Selon M. Bellemare, la première étape d’une reconstitution est d’identifier la zone d’impact. De là, les enquêteurs peuvent recueillir des informations sur tous les éléments qui ont pu jouer un rôle avant l'impact, soit les causes probables de la collision.

« On regarde les éléments pré-impacts, on regarde les éléments post-impacts », poursuit M. Bellemare, précisant qu’il faut particulièrement s’intéresser à la position des véhicules.

« Leur position post-impact dépend nécessairement de leur vitesse et de leur masse. Si vous avez un camion-remorque qui frappe une automobile, on comprend toute de suite que c’est le camion qui va déplacer l’automobile, et non pas le contraire », dit-il.

Selon l’expert en reconstitution anciennement de la Sûreté du Québec, « si on peut découvrir les éléments sur une scène de collision et les interpréter correctement, ils deviennent alors presque irréfutables, parce qu’on peut les voir, les identifier, les mesurer et les photographier. »

Ces preuves peuvent aussi être utilisées par les enquêteurs pour corroborer les témoignages recueillis et ainsi obtenir un meilleur portrait des événements.

Le cas de Humboldt

Pierre Bellemare explique que dans le cas précis de la collision entre l’autocar des Broncos de Humboldt et le camion semi-remorque, les autorités ont vraisemblablement recueilli toutes les preuves nécessaires dans les heures qui ont suivi l’accident.

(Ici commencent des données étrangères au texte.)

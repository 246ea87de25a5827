//! Caret location: find the vertical anchor marks that start each payload row.
//!
//! Nothing about the page layout is known up front. The locator bootstraps
//! itself from pixel content alone:
//!
//! 1. The caret column is the first inked column from the left over the full
//!    page height.
//! 2. The caret width is estimated from the page scale, then measured exactly
//!    on the first caret found.
//! 3. The lowest caret is found by scanning rows bottom-up inside the caret
//!    column band; the walk then repeats upward, one estimated line at a
//!    time, refining each caret's left edge.
//! 4. Header or title content above the payload block can masquerade as caret
//!    rows. A second band immediately right of the carets is scanned upward
//!    for the bottom edge of any non-caret ink; every caret above that
//!    boundary is discarded.
//!
//! The `-1` after left-edge scans, the `+1` after the non-caret-bottom scan,
//! and the `- caret_height` step of the upward walk are load-bearing:
//! downstream column arithmetic is tuned to these exact values.

use crate::buffer::PixelBuffer;
use crate::config::SegmentConfig;
use crate::error::SegmentError;
use crate::overlay::{self, Overlay};
use crate::pipeline::scan::{scan, Axis, Direction};
use serde::Serialize;
use tracing::{debug, info};

/// One detected row-anchor mark.
#[derive(Debug, Clone, Serialize)]
pub struct Caret {
    /// Exact left edge of the caret ink.
    pub x: i32,
    /// First blank row above the caret ink (the row the walk anchored on).
    pub y: i32,
    /// Caret ink height, shared by every caret on the page.
    pub height: i32,
    /// Half the caret height, kept fractional for midline drawing.
    pub half_height: f64,
}

/// Result of caret location, consumed by layout calibration.
#[derive(Debug, Clone)]
pub struct CaretScan {
    /// Carets ordered top-to-bottom by ascending `y`, header rows filtered.
    pub carets: Vec<Caret>,
    /// Measured caret ink width.
    pub caret_width: i32,
    /// Measured caret ink height.
    pub caret_height: i32,
    /// Bottom edge of any non-caret content above the payload block.
    /// Rows above this boundary were discarded as header matches.
    pub non_caret_bottom: i32,
}

/// Locate the payload row anchors on one page.
///
/// Fails with a calibration error when the page holds no ink column at all
/// or fewer than 2 carets survive the header filter — callers must not
/// proceed with degenerate geometry.
pub fn locate_carets(
    buffer: &PixelBuffer<'_>,
    config: &SegmentConfig,
    mut overlay: Option<&mut (dyn Overlay + '_)>,
) -> Result<CaretScan, SegmentError> {
    let width = buffer.width() as i32;
    let height = buffer.height() as i32;
    let cutoff = config.caret_cutoff;
    let scale = config.scale_for(buffer.height());

    // First inked column over the full page height seeds the caret band.
    let first_inked = scan(
        buffer,
        0,
        0,
        height,
        Axis::Column,
        Direction::Forward,
        false,
        cutoff,
    );
    if first_inked >= width {
        return Err(SegmentError::NoCaretColumn {
            width: buffer.width(),
            height: buffer.height(),
            cutoff,
        });
    }
    let caret_x_estimate = first_inked - 1;
    let caret_width_estimate = (config.reference_caret_width * scale).round() as i32 - 1;
    debug!(
        caret_x_estimate,
        caret_width_estimate, scale, "caret column seeded"
    );

    // Bottom of the lowest caret, then its top, give the caret height.
    let caret_bottom = scan(
        buffer,
        height - 1,
        caret_x_estimate,
        caret_x_estimate + caret_width_estimate,
        Axis::Row,
        Direction::Backward,
        false,
        cutoff,
    );
    let mut caret_y = scan(
        buffer,
        caret_bottom,
        caret_x_estimate,
        caret_x_estimate + caret_width_estimate,
        Axis::Row,
        Direction::Backward,
        true,
        cutoff,
    );
    let caret_height = caret_bottom - caret_y;

    // Walk upward, at most max_rows times, refining each caret's left edge.
    // The exact width is measured once, on the first (lowest) caret.
    let mut caret_width: Option<i32> = None;
    let mut carets: Vec<Caret> = Vec::new();
    for _ in 0..config.max_rows {
        if caret_y <= 0 {
            continue;
        }

        let x = scan(
            buffer,
            caret_x_estimate,
            caret_y,
            caret_y + caret_height,
            Axis::Column,
            Direction::Forward,
            false,
            cutoff,
        ) - 1;

        let measured_width = match caret_width {
            Some(w) => w,
            None => {
                let w = scan(
                    buffer,
                    x + 1,
                    caret_y,
                    caret_y + caret_height,
                    Axis::Column,
                    Direction::Forward,
                    true,
                    cutoff,
                ) - x
                    - 1;
                caret_width = Some(w);
                w
            }
        };

        carets.push(Caret {
            x,
            y: caret_y,
            height: caret_height,
            half_height: caret_height as f64 / 2.0,
        });

        caret_y = scan(
            buffer,
            caret_y,
            caret_x_estimate,
            caret_x_estimate + measured_width,
            Axis::Row,
            Direction::Backward,
            false,
            cutoff,
        ) - caret_height;
    }

    // The walk collected bottom-to-top; readers want top-to-bottom.
    carets.reverse();

    if carets.is_empty() {
        return Err(SegmentError::TooFewCarets { found: 0 });
    }
    let caret_width = caret_width.unwrap_or(caret_width_estimate);

    // Header filter: scan the band just right of the carets upward for the
    // bottom edge of non-caret content, then discard carets above it.
    let search_start_x = carets[0].x + caret_width + 3;
    let search_stop_x = carets[0].x + caret_width * 2 - 1;
    let last_y = carets[carets.len() - 1].y;
    let non_caret_bottom = scan(
        buffer,
        last_y,
        search_start_x,
        search_stop_x,
        Axis::Row,
        Direction::Backward,
        false,
        cutoff,
    ) + 1;
    let before = carets.len();
    while carets.first().is_some_and(|c| c.y < non_caret_bottom) {
        carets.remove(0);
    }
    if before != carets.len() {
        debug!(
            dropped = before - carets.len(),
            non_caret_bottom, "header rows filtered"
        );
    }

    if carets.len() < 2 {
        return Err(SegmentError::TooFewCarets {
            found: carets.len(),
        });
    }

    for caret in &carets {
        overlay::line(&mut overlay, caret.x, caret.y, caret.x + caret_width, caret.y);
        overlay::line(&mut overlay, caret.x, caret.y, caret.x, caret.y + caret_height);
        let mid = caret.y + caret.half_height.round() as i32;
        overlay::line(&mut overlay, caret.x, mid, caret.x + caret_width, mid);
    }
    overlay::line(
        &mut overlay,
        search_start_x,
        non_caret_bottom,
        search_stop_x,
        non_caret_bottom,
    );

    info!(
        carets = carets.len(),
        caret_width, caret_height, "carets located"
    );

    Ok(CaretScan {
        carets,
        caret_width,
        caret_height,
        non_caret_bottom,
    })
}

#[cfg(test)]
mod tests {
    use super::*;
    use crate::pipeline::testpage::TestPage;

    #[test]
    fn locates_evenly_spaced_carets() {
        let mut page = TestPage::blank(2000, 3375);
        // Ten carets, bottom-most top edge at y=3000, spaced 47 px upward.
        for k in 0..10 {
            page.fill_rect(51, 3000 - 47 * k, 24, 20);
        }
        let buf = page.buffer();
        let scan = locate_carets(&buf, &SegmentConfig::default(), None).expect("carets");

        assert_eq!(scan.carets.len(), 10);
        assert_eq!(scan.caret_width, 24);
        assert_eq!(scan.caret_height, 20);
        // Each anchor is the blank row above the caret's ink.
        assert_eq!(scan.carets[0].y, 3000 - 47 * 9 - 1);
        assert_eq!(scan.carets[9].y, 2999);
        for pair in scan.carets.windows(2) {
            assert!(pair[0].y < pair[1].y, "carets not strictly ascending");
            assert_eq!(pair[1].y - pair[0].y, 47);
        }
        assert_eq!(scan.carets[0].x, 50);
    }

    #[test]
    fn blank_page_is_a_calibration_failure() {
        let page = TestPage::blank(800, 1200);
        let buf = page.buffer();
        let err = locate_carets(&buf, &SegmentConfig::default(), None);
        assert!(matches!(err, Err(SegmentError::NoCaretColumn { .. })));
    }

    #[test]
    fn single_caret_is_too_few() {
        let mut page = TestPage::blank(2000, 3375);
        page.fill_rect(51, 3000, 24, 20);
        let buf = page.buffer();
        let err = locate_carets(&buf, &SegmentConfig::default(), None);
        assert!(matches!(err, Err(SegmentError::TooFewCarets { found: 1 })));
    }

    #[test]
    fn header_rows_above_non_caret_content_are_dropped() {
        let mut page = TestPage::blank(2000, 3375);
        for k in 0..10 {
            page.fill_rect(51, 3000 - 47 * k, 24, 20);
        }
        // A title mark in the caret column above the payload block, plus
        // header ink in the filter band below it.
        page.fill_rect(51, 2400, 24, 20);
        page.fill_rect(77, 2450, 220, 20);

        let buf = page.buffer();
        let scan = locate_carets(&buf, &SegmentConfig::default(), None).expect("carets");

        // The spurious mark at y=2399 sits above the non-caret bottom (2470)
        // and must be gone; the ten genuine carets survive.
        assert_eq!(scan.non_caret_bottom, 2470);
        assert_eq!(scan.carets.len(), 10);
        assert_eq!(scan.carets[0].y, 3000 - 47 * 9 - 1);
    }

    #[test]
    fn walk_is_capped_at_max_rows() {
        let mut page = TestPage::blank(2000, 3375);
        for k in 0..30 {
            page.fill_rect(51, 3000 - 47 * k, 24, 20);
        }
        let config = SegmentConfig::builder().max_rows(5).build().expect("config");
        let buf = page.buffer();
        let scan = locate_carets(&buf, &config, None).expect("carets");
        assert_eq!(scan.carets.len(), 5);
    }
}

Ils ont par la suite rouvert l’intersection à la circulation, le temps d’analyser les éléments recueillis. Une fois cette étape terminée, indique M. Bellemare, les policiers sont retournés sur la scène de la collision afin d’illustrer leurs hypothèses en recréant la scène de l’accident à l’aide d’un camion semi-remorque et d’un autocar.

« Ce qui est complexe en soi c’est de découvrir les traces et de les interpréter correctement. Par exemple, dans une intersection, il y a plusieurs traces et il faut les associer au bon véhicule », raconte Pierre Bellemare.

Jeudi, lors d’une première mise à jour de l’enquête sur la collision, la GRC a indiqué que plus de 5500 photographies de la scène de l’accident ont été prises.

Les autorités ont également souligné que l’enquête pourrait prendre des semaines, voire des mois.